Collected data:
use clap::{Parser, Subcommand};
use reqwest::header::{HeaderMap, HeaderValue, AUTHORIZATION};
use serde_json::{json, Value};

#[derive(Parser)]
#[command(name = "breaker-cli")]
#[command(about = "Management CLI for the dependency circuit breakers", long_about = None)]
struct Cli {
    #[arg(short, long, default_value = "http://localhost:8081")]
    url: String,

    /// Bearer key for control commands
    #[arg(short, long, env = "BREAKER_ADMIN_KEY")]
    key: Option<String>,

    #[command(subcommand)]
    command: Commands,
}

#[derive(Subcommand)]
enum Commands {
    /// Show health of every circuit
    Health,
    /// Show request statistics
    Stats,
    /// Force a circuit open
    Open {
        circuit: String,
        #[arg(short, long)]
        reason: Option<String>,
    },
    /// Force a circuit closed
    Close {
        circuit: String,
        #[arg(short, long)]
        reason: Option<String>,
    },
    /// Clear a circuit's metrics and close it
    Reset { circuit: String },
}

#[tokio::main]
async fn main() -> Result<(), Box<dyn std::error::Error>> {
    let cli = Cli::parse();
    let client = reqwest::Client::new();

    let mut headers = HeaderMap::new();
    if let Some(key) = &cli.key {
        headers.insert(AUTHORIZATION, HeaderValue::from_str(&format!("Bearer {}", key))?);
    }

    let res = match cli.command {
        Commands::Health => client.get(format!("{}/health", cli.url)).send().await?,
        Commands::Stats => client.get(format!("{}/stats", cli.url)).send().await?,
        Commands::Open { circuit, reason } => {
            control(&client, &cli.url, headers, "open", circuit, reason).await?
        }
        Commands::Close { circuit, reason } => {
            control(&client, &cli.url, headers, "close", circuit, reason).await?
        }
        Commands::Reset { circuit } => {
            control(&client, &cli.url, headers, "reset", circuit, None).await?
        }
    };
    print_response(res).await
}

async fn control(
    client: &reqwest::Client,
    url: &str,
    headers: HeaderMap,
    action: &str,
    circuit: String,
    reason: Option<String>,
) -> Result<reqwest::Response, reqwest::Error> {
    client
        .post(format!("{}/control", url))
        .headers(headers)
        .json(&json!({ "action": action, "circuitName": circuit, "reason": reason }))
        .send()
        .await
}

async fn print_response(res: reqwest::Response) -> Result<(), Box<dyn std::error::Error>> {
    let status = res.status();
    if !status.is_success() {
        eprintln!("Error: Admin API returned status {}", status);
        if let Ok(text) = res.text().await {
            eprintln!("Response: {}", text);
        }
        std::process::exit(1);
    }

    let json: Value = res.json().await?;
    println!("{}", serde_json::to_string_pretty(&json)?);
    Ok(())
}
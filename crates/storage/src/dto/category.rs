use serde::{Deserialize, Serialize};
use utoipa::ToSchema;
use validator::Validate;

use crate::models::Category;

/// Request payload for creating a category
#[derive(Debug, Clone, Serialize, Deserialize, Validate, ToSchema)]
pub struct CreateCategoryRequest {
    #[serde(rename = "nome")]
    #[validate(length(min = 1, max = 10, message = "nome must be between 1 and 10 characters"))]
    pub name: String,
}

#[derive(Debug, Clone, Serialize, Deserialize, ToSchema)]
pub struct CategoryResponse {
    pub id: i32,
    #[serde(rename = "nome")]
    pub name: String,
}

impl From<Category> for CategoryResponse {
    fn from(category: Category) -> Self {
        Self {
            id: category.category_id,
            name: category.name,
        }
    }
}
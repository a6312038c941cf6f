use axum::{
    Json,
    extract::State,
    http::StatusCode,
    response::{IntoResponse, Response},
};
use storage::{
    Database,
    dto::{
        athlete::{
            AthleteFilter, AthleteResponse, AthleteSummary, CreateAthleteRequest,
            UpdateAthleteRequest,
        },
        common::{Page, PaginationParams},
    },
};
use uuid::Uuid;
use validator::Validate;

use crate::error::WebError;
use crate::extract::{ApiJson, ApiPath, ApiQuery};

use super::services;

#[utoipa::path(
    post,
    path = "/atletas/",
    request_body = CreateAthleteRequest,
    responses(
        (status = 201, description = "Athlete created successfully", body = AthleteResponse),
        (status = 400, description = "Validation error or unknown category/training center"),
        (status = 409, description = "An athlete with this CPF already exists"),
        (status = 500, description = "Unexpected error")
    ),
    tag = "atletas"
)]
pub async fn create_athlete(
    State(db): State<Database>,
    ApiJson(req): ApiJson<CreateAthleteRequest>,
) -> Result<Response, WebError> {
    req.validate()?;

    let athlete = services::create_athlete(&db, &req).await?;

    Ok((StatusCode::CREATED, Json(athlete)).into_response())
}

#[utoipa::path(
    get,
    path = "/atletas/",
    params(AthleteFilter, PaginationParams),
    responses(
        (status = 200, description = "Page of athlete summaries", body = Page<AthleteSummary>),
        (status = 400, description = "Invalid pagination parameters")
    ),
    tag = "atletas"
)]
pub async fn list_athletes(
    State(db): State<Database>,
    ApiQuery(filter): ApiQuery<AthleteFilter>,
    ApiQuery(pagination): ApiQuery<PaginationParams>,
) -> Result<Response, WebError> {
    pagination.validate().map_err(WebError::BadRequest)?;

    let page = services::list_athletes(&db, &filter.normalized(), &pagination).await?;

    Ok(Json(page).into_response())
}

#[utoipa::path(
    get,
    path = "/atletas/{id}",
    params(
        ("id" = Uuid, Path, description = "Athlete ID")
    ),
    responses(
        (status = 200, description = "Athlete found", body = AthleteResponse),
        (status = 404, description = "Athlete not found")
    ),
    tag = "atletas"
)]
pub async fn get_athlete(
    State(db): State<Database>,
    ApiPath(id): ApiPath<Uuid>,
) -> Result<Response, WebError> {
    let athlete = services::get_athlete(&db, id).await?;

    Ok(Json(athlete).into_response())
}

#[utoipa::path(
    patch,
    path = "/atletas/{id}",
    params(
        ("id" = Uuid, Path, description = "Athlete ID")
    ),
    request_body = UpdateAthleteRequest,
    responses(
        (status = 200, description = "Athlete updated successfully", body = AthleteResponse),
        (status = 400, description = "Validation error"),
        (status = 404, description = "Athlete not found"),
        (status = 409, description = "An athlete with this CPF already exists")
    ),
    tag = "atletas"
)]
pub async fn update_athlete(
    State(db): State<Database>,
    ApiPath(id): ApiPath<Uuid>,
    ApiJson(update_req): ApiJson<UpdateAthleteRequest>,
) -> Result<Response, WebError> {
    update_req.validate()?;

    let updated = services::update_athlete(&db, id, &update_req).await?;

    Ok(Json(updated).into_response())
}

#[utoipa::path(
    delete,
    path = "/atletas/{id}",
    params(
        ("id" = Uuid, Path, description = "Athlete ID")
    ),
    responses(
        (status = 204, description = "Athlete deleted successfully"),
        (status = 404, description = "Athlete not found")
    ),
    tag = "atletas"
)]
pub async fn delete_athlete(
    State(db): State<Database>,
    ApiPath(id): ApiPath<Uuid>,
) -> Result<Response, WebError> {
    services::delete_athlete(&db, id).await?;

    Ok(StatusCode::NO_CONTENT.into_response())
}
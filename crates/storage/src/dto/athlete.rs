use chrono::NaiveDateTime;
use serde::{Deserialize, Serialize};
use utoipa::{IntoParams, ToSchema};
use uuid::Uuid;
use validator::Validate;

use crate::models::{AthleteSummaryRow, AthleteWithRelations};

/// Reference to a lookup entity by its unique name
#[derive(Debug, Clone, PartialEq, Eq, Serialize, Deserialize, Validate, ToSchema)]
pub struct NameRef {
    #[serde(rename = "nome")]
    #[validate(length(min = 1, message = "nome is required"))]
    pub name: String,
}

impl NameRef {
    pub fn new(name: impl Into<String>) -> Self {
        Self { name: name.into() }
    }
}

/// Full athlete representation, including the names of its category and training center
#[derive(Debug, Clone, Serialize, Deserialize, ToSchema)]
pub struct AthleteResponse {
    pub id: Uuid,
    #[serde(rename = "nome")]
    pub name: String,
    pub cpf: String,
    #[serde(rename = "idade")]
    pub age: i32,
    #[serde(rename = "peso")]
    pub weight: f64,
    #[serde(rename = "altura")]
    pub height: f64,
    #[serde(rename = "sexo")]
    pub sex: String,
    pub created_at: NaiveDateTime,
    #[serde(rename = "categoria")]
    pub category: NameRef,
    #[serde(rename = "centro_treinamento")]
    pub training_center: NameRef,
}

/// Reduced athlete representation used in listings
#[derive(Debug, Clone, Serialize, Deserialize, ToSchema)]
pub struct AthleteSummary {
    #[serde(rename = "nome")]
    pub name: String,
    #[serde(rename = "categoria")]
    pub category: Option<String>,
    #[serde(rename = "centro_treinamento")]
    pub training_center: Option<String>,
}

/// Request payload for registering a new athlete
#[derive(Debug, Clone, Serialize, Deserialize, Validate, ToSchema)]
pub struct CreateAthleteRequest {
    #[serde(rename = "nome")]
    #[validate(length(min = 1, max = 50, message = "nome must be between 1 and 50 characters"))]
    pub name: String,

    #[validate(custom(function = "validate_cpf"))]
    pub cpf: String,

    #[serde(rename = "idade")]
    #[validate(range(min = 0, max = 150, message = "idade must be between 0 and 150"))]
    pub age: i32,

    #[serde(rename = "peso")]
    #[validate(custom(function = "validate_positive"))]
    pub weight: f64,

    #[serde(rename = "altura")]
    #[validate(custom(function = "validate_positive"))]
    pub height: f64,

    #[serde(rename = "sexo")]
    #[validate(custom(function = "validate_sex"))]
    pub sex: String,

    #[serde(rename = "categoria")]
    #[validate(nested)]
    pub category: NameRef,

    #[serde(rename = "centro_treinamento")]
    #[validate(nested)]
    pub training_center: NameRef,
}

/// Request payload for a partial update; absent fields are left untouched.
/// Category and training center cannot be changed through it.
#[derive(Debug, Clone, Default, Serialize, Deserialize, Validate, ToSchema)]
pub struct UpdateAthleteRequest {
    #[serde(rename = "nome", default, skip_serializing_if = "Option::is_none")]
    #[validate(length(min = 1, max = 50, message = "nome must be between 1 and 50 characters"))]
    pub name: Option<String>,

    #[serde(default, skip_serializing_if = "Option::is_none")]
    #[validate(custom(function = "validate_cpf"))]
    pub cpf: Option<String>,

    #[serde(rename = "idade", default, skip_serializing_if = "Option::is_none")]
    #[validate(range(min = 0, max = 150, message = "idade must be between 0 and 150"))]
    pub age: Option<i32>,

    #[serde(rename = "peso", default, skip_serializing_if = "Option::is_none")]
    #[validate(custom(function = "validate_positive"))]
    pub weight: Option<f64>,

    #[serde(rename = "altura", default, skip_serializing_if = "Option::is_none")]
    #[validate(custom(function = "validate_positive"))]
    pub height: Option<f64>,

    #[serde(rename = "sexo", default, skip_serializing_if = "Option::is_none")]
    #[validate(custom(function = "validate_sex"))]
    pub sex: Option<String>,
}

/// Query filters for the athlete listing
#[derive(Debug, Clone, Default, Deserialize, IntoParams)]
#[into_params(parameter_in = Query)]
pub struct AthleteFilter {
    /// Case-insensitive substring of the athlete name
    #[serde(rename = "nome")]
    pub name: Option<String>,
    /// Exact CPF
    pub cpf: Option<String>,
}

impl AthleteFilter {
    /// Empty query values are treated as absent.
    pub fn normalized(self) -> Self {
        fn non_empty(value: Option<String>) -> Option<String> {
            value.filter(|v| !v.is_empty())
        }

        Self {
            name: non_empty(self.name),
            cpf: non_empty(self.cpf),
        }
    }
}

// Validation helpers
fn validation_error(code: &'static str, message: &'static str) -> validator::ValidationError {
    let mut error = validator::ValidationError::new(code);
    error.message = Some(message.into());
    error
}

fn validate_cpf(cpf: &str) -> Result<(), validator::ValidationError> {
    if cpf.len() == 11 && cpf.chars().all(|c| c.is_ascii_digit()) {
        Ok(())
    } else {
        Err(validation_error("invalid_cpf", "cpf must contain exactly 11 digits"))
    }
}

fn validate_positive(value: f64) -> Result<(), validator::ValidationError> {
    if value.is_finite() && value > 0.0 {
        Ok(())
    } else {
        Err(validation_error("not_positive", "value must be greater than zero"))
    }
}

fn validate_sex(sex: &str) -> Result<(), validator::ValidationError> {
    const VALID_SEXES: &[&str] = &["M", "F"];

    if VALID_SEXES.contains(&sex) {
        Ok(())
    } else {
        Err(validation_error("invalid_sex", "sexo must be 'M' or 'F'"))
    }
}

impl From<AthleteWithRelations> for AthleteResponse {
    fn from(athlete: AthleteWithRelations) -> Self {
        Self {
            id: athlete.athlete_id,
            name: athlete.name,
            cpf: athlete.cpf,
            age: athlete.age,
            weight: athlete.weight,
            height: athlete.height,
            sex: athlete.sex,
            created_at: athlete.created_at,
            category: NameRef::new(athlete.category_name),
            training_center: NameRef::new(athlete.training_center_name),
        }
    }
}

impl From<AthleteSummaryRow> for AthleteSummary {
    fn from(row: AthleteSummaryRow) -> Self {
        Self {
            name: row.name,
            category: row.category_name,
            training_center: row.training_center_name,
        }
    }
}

**EXERCISE GOAL**
Across the records, how many lines contain "Show"? Only the number should be given.

**EXERCISE ANSWER**
2